Meu olhar não estava atento e meus passos estavam pesados. O motivo? A fome. Já estava caminhando por mais de 4 horas, e a vontade de comer me desencorajou de tentar fazer novas investidas, me obrigando a voltar para tentar achar um lugar que vendesse almoço – em todas as praias da Juatinga têm pequenos restaurantes e, sabendo disso, não havia levado nada para comer.
A fome anestesia qualquer capacidade de raciocínio lógico. Numa simples caminhada em meio à vegetação da Ponta da Juatinga me vi perdido. Decidi voltar para almoçar. Só dessa maneira conseguiria chegar ao farol.
Após caminhar entre casas e descer inúmeras escadas de chão de terra até o núcleo da comunidade, encontrei um grupo de quatro senhoras e um rapaz sentados à rede. Perguntei se sabiam me informar se ali no vilarejo havia algum lugar para almoçar. Eles riram. Me informaram que não existia nada para vender por ali – o lugar não é uma vila badalada e, de fato, não tem o costume de receber muitos viajantes.
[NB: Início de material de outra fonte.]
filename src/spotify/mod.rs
//! # Spotify Integration Module
//!
//! The integration layer between spotifuse and the Spotify Web API. It covers
//! everything between the CLI and the wire: the OAuth 2.0 PKCE flow, the
//! bearer-authenticated request client with its single reactive token
//! refresh, and the resource endpoints the fusion pipeline depends on.
//!
//! ## Core Modules
//!
//! - [`auth`] - OAuth 2.0 PKCE flow: authorization redirect, code exchange
//!   and token refresh against the accounts service.
//! - [`client`] - [`client::ApiClient`], which attaches the current access
//!   token to every outgoing request and performs at most one transparent
//!   refresh-and-retry when a request comes back unauthorized.
//! - [`albums`] - Album search and ordered album track listings.
//! - [`playlist`] - Current-user lookup, playlist creation and batched track
//!   insertion (at most 100 track URIs per call, a provider-imposed ceiling).
//!
//! ## Authentication Strategy
//!
//! The PKCE flow binds the authorization code to a client-generated secret,
//! so no client secret is ever stored or transmitted:
//!
//! 1. A cryptographically random code verifier is generated and persisted
//!    for the duration of the attempt.
//! 2. The SHA-256 challenge derived from it is sent with the authorization
//!    redirect, which opens in the user's browser.
//! 3. A temporary local HTTP server receives the callback and exchanges the
//!    authorization code plus the original verifier for a token pair.
//! 4. The resulting session is persisted for future runs; the verifier is
//!    erased so the single-use code cannot be redeemed twice.
//!
//! Token refresh is purely reactive: nothing is refreshed until a request
//! actually fails with an unauthorized status.

pub mod albums;
pub mod auth;
pub mod client;
pub mod playlist;
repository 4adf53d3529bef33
use crate::{
    config,
    types::{Album, AlbumTracksResponse, SearchAlbumsResponse, Track},
};

use super::client::{ApiClient, ApiError, ApiRequest};

/// Searches the catalog for albums matching the query.
///
/// # Arguments
///
/// * `client` - Authenticated API client
/// * `query` - Free-text search term
/// * `limit` - Maximum number of results to return (1-50)
///
/// # Returns
///
/// The matching albums in relevance order, including display metadata
/// (artists, cover images) alongside the ids needed for selection.
pub async fn search_albums(
    client: &mut ApiClient,
    query: &str,
    limit: u32,
) -> Result<Vec<Album>, ApiError> {
    let api_url = format!("{uri}/search", uri = &config::spotify_apiurl());
    let request = ApiRequest::get(api_url)
        .query("q", query)
        .query("type", "album")
        .query("limit", &limit.to_string());

    let response = client.send(&request).await?.error_for_status()?;
    let json = response.json::<SearchAlbumsResponse>().await?;

    Ok(json.albums.items)
}

/// Fetches a single album's metadata by id.
pub async fn get_album(client: &mut ApiClient, album_id: &str) -> Result<Album, ApiError> {
    let api_url = format!(
        "{uri}/albums/{id}",
        uri = &config::spotify_apiurl(),
        id = album_id
    );
    let response = client.send(&ApiRequest::get(api_url)).await?.error_for_status()?;

    Ok(response.json::<Album>().await?)
}

/// Retrieves the complete ordered track list of an album.
///
/// Spotify pages album tracks at 50 per response; the `next` link is
/// followed until exhausted so albums longer than one page still contribute
/// every track, in album order.
pub async fn get_album_tracks(
    client: &mut ApiClient,
    album_id: &str,
) -> Result<Vec<Track>, ApiError> {
    let mut tracks: Vec<Track> = Vec::new();
    let mut request = Some(
        ApiRequest::get(format!(
            "{uri}/albums/{id}/tracks",
            uri = &config::spotify_apiurl(),
            id = album_id
        ))
        .query("limit", "50"),
    );

    while let Some(req) = request {
        let response = client.send(&req).await?.error_for_status()?;
        let page = response.json::<AlbumTracksResponse>().await?;

        tracks.extend(page.items);
        // `next` is a complete URL including its own query string.
        request = page.next.map(ApiRequest::get);
    }

    Ok(tracks)
}
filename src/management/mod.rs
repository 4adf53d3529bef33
mod attempt;
mod session;

pub use attempt::AttemptManager;
pub use session::SessionError;
pub use session::SessionManager;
Notando minha fome, uma das senhoras se ofereceu prontamente para me preparar um almoço. Imediatamente se levantou, calçou um desgastado chinelo havaianas e caminhou até a sua casa, que ficava bem ao lado da “ilha de redes”. Não tive tempo de negar nada. E nem rejeitaria também. Agradeci de imediato, ocupei o lugar dela na rede e notei que o balanço era feito cuidadosamente de rede de pesca. Achei curioso. Mas fiquei mais surpreso mesmo com tamanha gentileza da pessoa, vendo-a brotar de forma tão natural e espontânea. Difícil encontrar pessoas assim em cidade grande, para não dizer impossível.
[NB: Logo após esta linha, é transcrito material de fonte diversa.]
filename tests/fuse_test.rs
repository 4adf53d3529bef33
use spotifuse::fuse::{plan_batches, validate, FuseError};
use spotifuse::spotify::client::{UnauthorizedAction, on_unauthorized};
use spotifuse::types::{Album, AlbumArtist, AlbumSelection, PlaylistDraft, Session};

// Helper function to create a test album
fn create_test_album(id: &str, name: &str, artist_name: &str) -> Album {
    Album {
        id: id.to_string(),
        name: name.to_string(),
        artists: vec![AlbumArtist {
            name: artist_name.to_string(),
        }],
        images: vec![],
    }
}

fn create_test_draft(name: &str) -> PlaylistDraft {
    PlaylistDraft {
        name: name.to_string(),
        description: "a test playlist".to_string(),
        is_public: false,
    }
}

fn uris(prefix: &str, count: usize) -> Vec<String> {
    (0..count)
        .map(|i| format!("spotify:track:{}{}", prefix, i))
        .collect()
}

#[test]
fn test_selection_deduplicates_by_id() {
    let mut selection = AlbumSelection::new();

    assert!(selection.insert(create_test_album("id1", "Album 1", "Artist A")));
    assert!(!selection.insert(create_test_album("id1", "Album 1 Duplicate", "Artist A")));

    // Same id twice results in a set of size 1
    assert_eq!(selection.len(), 1);

    // The first occurrence keeps its place and its data
    let names: Vec<&str> = selection.iter().map(|a| a.name.as_str()).collect();
    assert_eq!(names, vec!["Album 1"]);
}

#[test]
fn test_selection_preserves_insertion_order() {
    let mut selection = AlbumSelection::new();
    selection.insert(create_test_album("id2", "Second Pick", "Artist B"));
    selection.insert(create_test_album("id1", "First Pick", "Artist A"));
    selection.insert(create_test_album("id3", "Third Pick", "Artist C"));

    let ids: Vec<&str> = selection.iter().map(|a| a.id.as_str()).collect();
    assert_eq!(ids, vec!["id2", "id1", "id3"]);
}

#[test]
fn test_selection_remove() {
    let mut selection = AlbumSelection::new();
    selection.insert(create_test_album("id1", "Album 1", "Artist A"));
    selection.insert(create_test_album("id2", "Album 2", "Artist B"));

    assert!(selection.remove("id1"));
    assert!(!selection.remove("id1"));
    assert_eq!(selection.len(), 1);

    // A removed id can be selected again
    assert!(selection.insert(create_test_album("id1", "Album 1", "Artist A")));
}

#[test]
fn test_validate_rejects_fewer_than_two_albums() {
    let draft = create_test_draft("Mix");
    let mut selection = AlbumSelection::new();
    selection.insert(create_test_album("id1", "Album 1", "Artist A"));

    let result = validate(&draft, &selection);
    assert!(matches!(result, Err(FuseError::Validation(_))));

    // Two albums pass
    selection.insert(create_test_album("id2", "Album 2", "Artist B"));
    assert!(validate(&draft, &selection).is_ok());
}

#[test]
fn test_validate_rejects_empty_name() {
    let mut selection = AlbumSelection::new();
    selection.insert(create_test_album("id1", "Album 1", "Artist A"));
    selection.insert(create_test_album("id2", "Album 2", "Artist B"));

    let result = validate(&create_test_draft("   "), &selection);
    assert!(matches!(result, Err(FuseError::Validation(_))));
}

#[test]
fn test_plan_batches_respects_provider_ceiling() {
    // 3 albums with 40, 60 and 30 tracks: 130 URIs total
    let mut all: Vec<String> = Vec::new();
    all.extend(uris("a", 40));
    all.extend(uris("b", 60));
    all.extend(uris("c", 30));

    let batches = plan_batches(&all);

    // Exactly 2 batch calls: 100 + 30
    assert_eq!(batches.len(), 2);
    assert_eq!(batches[0].len(), 100);
    assert_eq!(batches[1].len(), 30);

    // No reordering: the batches are the concatenation, split
    let rejoined: Vec<String> = batches.concat();
    assert_eq!(rejoined, all);
}

#[test]
fn test_plan_batches_edge_sizes() {
    assert_eq!(plan_batches(&[]).len(), 0);
    assert_eq!(plan_batches(&uris("a", 100)).len(), 1);
    assert_eq!(plan_batches(&uris("a", 101)).len(), 2);
}

#[test]
fn test_concatenation_keeps_album_then_track_order() {
    // Albums A (2 tracks) and B (3 tracks) fuse to [A1,A2,B1,B2,B3]
    let mut all: Vec<String> = Vec::new();
    all.extend(uris("A", 2));
    all.extend(uris("B", 3));

    let batches = plan_batches(&all);
    assert_eq!(batches.len(), 1);
    assert_eq!(
        batches[0],
        &[
            "spotify:track:A0",
            "spotify:track:A1",
            "spotify:track:B0",
            "spotify:track:B1",
            "spotify:track:B2",
        ]
    );
}

#[test]
fn test_unauthorized_first_failure_with_refresh_token_refreshes() {
    assert_eq!(
        on_unauthorized(0, true),
        UnauthorizedAction::AttemptRefresh
    );
}

#[test]
fn test_unauthorized_never_refreshes_twice() {
    // Even if the retried request fails again, the refresh cycle is spent
    assert_eq!(on_unauthorized(1, true), UnauthorizedAction::ClearSession);
    assert_eq!(on_unauthorized(2, true), UnauthorizedAction::ClearSession);
}

#[test]
fn test_unauthorized_without_refresh_token_clears_session() {
    assert_eq!(on_unauthorized(0, false), UnauthorizedAction::ClearSession);
}

#[test]
fn test_session_lifecycle_states() {
    let empty = Session::default();
    assert!(!empty.is_authenticated());
    assert!(empty.access_token.is_none());

    let session = Session::authenticated("access".to_string(), Some("refresh".to_string()));
    assert!(session.is_authenticated());

    // Refresh is impossible without a refresh token, but the session is
    // still authenticated for as long as the access token works
    let no_refresh = Session::authenticated("access".to_string(), None);
    assert!(no_refresh.is_authenticated());
    assert!(no_refresh.refresh_token.is_none());
}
Vi uma transformação ali na minha frente. Quando perceberam minha fome, aquele olhar de curiosidade deu lugar ao olhar de compaixão. Até então, nunca tinha vivido momento parecido.
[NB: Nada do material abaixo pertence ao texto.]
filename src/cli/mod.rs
//! # CLI Module
//!
//! User-facing command implementations for spotifuse. Each command delegates
//! to the spotify integration layer and the fuse orchestrator while handling
//! user interaction, progress feedback and error presentation.
//!
//! ## Commands
//!
//! - [`auth`] - Runs the OAuth 2.0 PKCE authentication flow
//! - [`search`] - Searches the catalog for albums and prints a result table
//! - [`fuse`] - Creates a playlist from the tracks of the given albums
//! - [`logout`] - Clears the persisted session
//!
//! ## Typical session
//!
//! ```bash
//! spotifuse auth
//! spotifuse search "in rainbows"
//! spotifuse fuse --name "Mix" --album 4Uv86qWpGTxf7fU7lG5X6F --album 2fGCAYUMssLKiUAoNdxGLx
//! ```

mod auth;
mod fuse;
mod logout;
mod search;

pub use auth::auth;
pub use fuse::fuse;
pub use logout::logout;
pub use search::search;
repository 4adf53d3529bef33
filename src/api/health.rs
use axum::response::Json;
use serde_json::{Value, json};

pub async fn health() -> Json<Value> {
    Json(json!({
        "status": "ok",
        "version": env!("CARGO_PKG_VERSION")
    }))
}
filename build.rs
//! Build script for the Spotify Album Fusion CLI.
//!
//! Copies the configuration template to the user's local data directory so
//! a ready-to-fill `.env.example` sits next to where the application looks
//! for its `.env`.

use std::{env, fs, path::PathBuf};

fn main() -> Result<(), Box<dyn std::error::Error>> {
    // Re-run if the template changes
    println!("cargo:rerun-if-changed=env.example");

    // Where to copy FROM (crate root)
    let manifest_dir = PathBuf::from(env::var("CARGO_MANIFEST_DIR")?);
    let env_example_path = manifest_dir.join(".env.example");

    // Compute target dir (your local data dir) and ensure it exists
    let mut out_dir = dirs::data_local_dir().unwrap_or_else(|| PathBuf::from("."));
    out_dir.push("spotifuse");
    fs::create_dir_all(&out_dir)?;

    // Only copy if the source exists; otherwise warn instead of failing
    if env_example_path.is_file() {
        let contents = fs::read_to_string(&env_example_path)?;
        fs::write(out_dir.join(".env.example"), contents)?;
    } else {
        println!(
            "cargo:warning=env.example not found at {}",
            env_example_path.display()
        );
    }

    Ok(())
}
Enquanto aguardava o almoço ficar pronto, conversava com as outras moradoras que também se mostravam comunicativas e curiosas sobre a minha vida, mas eu estava muito mais interessado em saber sobre elas do que falar de mim. Entre um papo e outro, perguntei como era viver cercado por água. “A gente aprende desde cedo a respeitar o mar, porque se isso não acontece, ele nos obrigará a fazê-lo em algum momento da vida”, comentou uma das mulheres. “Essas águas são generosas, são delas que a gente tira do que comer e do que viver”, completou a outra moradora, se referindo à pesca e também ao transporte de turistas feito por barco a partir de Paraty e outras praias da região.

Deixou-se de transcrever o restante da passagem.